▶ [WHAT IS BEING ASKED] Among the lines below, list those containing the string "Duration".

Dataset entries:
+--
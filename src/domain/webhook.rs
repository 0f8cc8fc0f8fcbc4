use super::transaction::{PaymentStatus, Transaction};
use crate::error::Result;
use chrono::{DateTime, TimeDelta, Utc};
use rust_decimal::Decimal;
use serde::{Deserialize, Serialize};
use std::time::Duration;

/// Stored response bodies and error messages are cut to this many characters.
pub const MAX_DETAIL_LEN: usize = 1000;

#[derive(Debug, Clone, Copy, PartialEq, Eq, Hash, Serialize, Deserialize)]
#[serde(rename_all = "SCREAMING_SNAKE_CASE")]
pub enum DeliveryStatus {
    Pending,
    Retrying,
    Success,
    Failed,
}

impl DeliveryStatus {
    pub fn is_terminal(&self) -> bool {
        matches!(self, Self::Success | Self::Failed)
    }
}

/// Body POSTed to the merchant's callback URL.
#[derive(Debug, Clone, PartialEq, Serialize, Deserialize)]
#[serde(rename_all = "camelCase")]
pub struct WebhookPayload {
    pub transaction_id: String,
    pub merchant_id: String,
    pub order_id: String,
    pub amount: Decimal,
    pub currency: String,
    pub status: PaymentStatus,
    pub timestamp: DateTime<Utc>,
}

impl WebhookPayload {
    pub fn for_transaction(tx: &Transaction, now: DateTime<Utc>) -> Self {
        Self {
            transaction_id: tx.transaction_id.clone(),
            merchant_id: tx.merchant_id.clone(),
            order_id: tx.order_id.clone(),
            amount: tx.amount.value(),
            currency: tx.currency.clone(),
            status: tx.status,
            timestamp: now,
        }
    }
}

/// What the transport observed for one POST.
#[derive(Debug, Clone, PartialEq)]
pub enum DeliveryOutcome {
    /// 2xx response.
    Delivered { status_code: u16, body: String },
    /// Any other HTTP status.
    Rejected { status_code: u16, body: String },
    /// Connection failure, timeout, invalid URL.
    Transport(String),
}

/// One notification attempt-series and its audit trail.
#[derive(Debug, Clone, PartialEq, Serialize, Deserialize)]
#[serde(rename_all = "camelCase")]
pub struct WebhookDelivery {
    pub delivery_id: String,
    pub transaction_id: String,
    pub merchant_id: String,
    pub callback_url: String,
    pub payload: String,
    pub status: DeliveryStatus,
    pub retry_count: u32,
    pub max_retries: u32,
    pub response_code: Option<u16>,
    pub response_body: Option<String>,
    pub error_message: Option<String>,
    pub last_attempt_at: Option<DateTime<Utc>>,
    /// Only set while `Retrying`.
    pub next_retry_at: Option<DateTime<Utc>>,
    pub created_at: DateTime<Utc>,
    pub updated_at: DateTime<Utc>,
    #[serde(skip)]
    pub version: u64,
}

impl WebhookDelivery {
    pub fn new(
        delivery_id: String,
        payload: &WebhookPayload,
        callback_url: &str,
        max_retries: u32,
        now: DateTime<Utc>,
    ) -> Result<Self> {
        Ok(Self {
            delivery_id,
            transaction_id: payload.transaction_id.clone(),
            merchant_id: payload.merchant_id.clone(),
            callback_url: callback_url.to_string(),
            payload: serde_json::to_string(payload)?,
            status: DeliveryStatus::Pending,
            retry_count: 0,
            max_retries,
            response_code: None,
            response_body: None,
            error_message: None,
            last_attempt_at: None,
            next_retry_at: None,
            created_at: now,
            updated_at: now,
            version: 0,
        })
    }

    /// The single eligibility rule used by the sweep.
    ///
    /// A `Pending` record with no retry time is picked up once `pending_grace`
    /// has passed since creation, which recovers records whose first attempt
    /// never ran.
    pub fn is_due(&self, now: DateTime<Utc>, pending_grace: Duration) -> bool {
        if self.status.is_terminal() || self.retry_count >= self.max_retries {
            return false;
        }
        match (self.status, self.next_retry_at) {
            (_, Some(at)) => at <= now,
            (DeliveryStatus::Pending, None) => shift(self.created_at, pending_grace) <= now,
            _ => false,
        }
    }

    /// Folds one attempt's outcome into the record.
    pub fn record_attempt(
        &mut self,
        outcome: DeliveryOutcome,
        now: DateTime<Utc>,
        base_delay: Duration,
    ) {
        self.last_attempt_at = Some(now);
        self.updated_at = now;
        match outcome {
            DeliveryOutcome::Delivered { status_code, body } => {
                self.status = DeliveryStatus::Success;
                self.response_code = Some(status_code);
                self.response_body = Some(truncate(&body));
                self.error_message = None;
                self.next_retry_at = None;
            }
            DeliveryOutcome::Rejected { status_code, body } => {
                self.response_code = Some(status_code);
                self.response_body = Some(truncate(&body));
                self.record_failure(format!("HTTP {status_code}"), now, base_delay);
            }
            DeliveryOutcome::Transport(error) => {
                self.response_code = None;
                self.response_body = None;
                self.record_failure(error, now, base_delay);
            }
        }
    }

    fn record_failure(&mut self, error: String, now: DateTime<Utc>, base_delay: Duration) {
        self.retry_count += 1;
        self.error_message = Some(truncate(&error));
        if self.retry_count >= self.max_retries {
            self.status = DeliveryStatus::Failed;
            self.next_retry_at = None;
        } else {
            self.status = DeliveryStatus::Retrying;
            self.next_retry_at = Some(shift(now, backoff_delay(base_delay, self.retry_count)));
        }
    }
}

/// `base * 2^(retry_count - 1)`; a zero retry count is treated as the first.
pub fn backoff_delay(base: Duration, retry_count: u32) -> Duration {
    let exponent = retry_count.saturating_sub(1).min(31);
    base.saturating_mul(1u32 << exponent)
}

fn shift(at: DateTime<Utc>, by: Duration) -> DateTime<Utc> {
    TimeDelta::from_std(by)
        .ok()
        .and_then(|delta| at.checked_add_signed(delta))
        .unwrap_or(DateTime::<Utc>::MAX_UTC)
}

pub fn truncate(text: &str) -> String {
    text.chars().take(MAX_DETAIL_LEN).collect()
}

#[cfg(test)]
mod tests {
    use super::*;
    use crate::domain::transaction::tests::sample;
    use rust_decimal_macros::dec;

    const BASE: Duration = Duration::from_secs(5);
    const GRACE: Duration = Duration::from_secs(30);

    fn delivery(now: DateTime<Utc>) -> WebhookDelivery {
        let tx = sample(dec!(500), PaymentStatus::Success);
        let payload = WebhookPayload::for_transaction(&tx, now);
        WebhookDelivery::new("WHK_1".to_string(), &payload, "http://merchant/cb", 5, now).unwrap()
    }

    fn rejected() -> DeliveryOutcome {
        DeliveryOutcome::Rejected {
            status_code: 503,
            body: "unavailable".to_string(),
        }
    }

    #[test]
    fn test_backoff_doubles_from_base() {
        let delays: Vec<u64> = (1..=5).map(|n| backoff_delay(BASE, n).as_secs()).collect();
        assert_eq!(delays, vec![5, 10, 20, 40, 80]);
        assert_eq!(backoff_delay(BASE, 0), BASE);
    }

    #[test]
    fn test_payload_serializes_camel_case() {
        let now = Utc::now();
        let d = delivery(now);
        let json: serde_json::Value = serde_json::from_str(&d.payload).unwrap();
        assert_eq!(json["transactionId"], "TXN_1_abcdef01");
        assert_eq!(json["merchantId"], "MER_1");
        assert_eq!(json["orderId"], "ORD_1");
        assert_eq!(json["status"], "SUCCESS");
        assert_eq!(json["currency"], "INR");
    }

    #[test]
    fn test_success_is_terminal() {
        let now = Utc::now();
        let mut d = delivery(now);
        d.record_attempt(
            DeliveryOutcome::Delivered {
                status_code: 200,
                body: "ok".to_string(),
            },
            now,
            BASE,
        );
        assert_eq!(d.status, DeliveryStatus::Success);
        assert_eq!(d.response_code, Some(200));
        assert_eq!(d.retry_count, 0);
        assert!(!d.is_due(now + TimeDelta::days(1), GRACE));
    }

    #[test]
    fn test_failures_schedule_backoff_then_fail() {
        let start = Utc::now();
        let mut d = delivery(start);
        let mut now = start;

        for attempt in 1..=4u32 {
            d.record_attempt(rejected(), now, BASE);
            assert_eq!(d.status, DeliveryStatus::Retrying);
            assert_eq!(d.retry_count, attempt);
            let next = d.next_retry_at.unwrap();
            assert_eq!(next - now, TimeDelta::seconds(5 * 2i64.pow(attempt - 1)));
            assert!(!d.is_due(next - TimeDelta::milliseconds(1), GRACE));
            assert!(d.is_due(next, GRACE));
            now = next;
        }

        d.record_attempt(DeliveryOutcome::Transport("connection refused".to_string()), now, BASE);
        assert_eq!(d.status, DeliveryStatus::Failed);
        assert_eq!(d.retry_count, 5);
        assert!(d.next_retry_at.is_none());
        assert_eq!(d.error_message.as_deref(), Some("connection refused"));
        assert!(!d.is_due(now + TimeDelta::days(1), GRACE));
    }

    #[test]
    fn test_pending_record_due_after_grace() {
        let now = Utc::now();
        let d = delivery(now);
        assert!(!d.is_due(now, GRACE));
        assert!(d.is_due(now + TimeDelta::seconds(30), GRACE));
    }

    #[test]
    fn test_detail_truncated() {
        let now = Utc::now();
        let mut d = delivery(now);
        d.record_attempt(
            DeliveryOutcome::Rejected {
                status_code: 500,
                body: "x".repeat(5000),
            },
            now,
            BASE,
        );
        assert_eq!(d.response_body.as_ref().unwrap().len(), MAX_DETAIL_LEN);
        assert_eq!(d.error_message.as_deref(), Some("HTTP 500"));
    }
}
+--
▶ [SOLUTION]
use std::time::Duration;
    pub fn is_due(&self, now: DateTime<Utc>, pending_grace: Duration) -> bool {
        base_delay: Duration,
    fn record_failure(&mut self, error: String, now: DateTime<Utc>, base_delay: Duration) {
pub fn backoff_delay(base: Duration, retry_count: u32) -> Duration {
fn shift(at: DateTime<Utc>, by: Duration) -> DateTime<Utc> {
    const BASE: Duration = Duration::from_secs(5);
    const GRACE: Duration = Duration::from_secs(30);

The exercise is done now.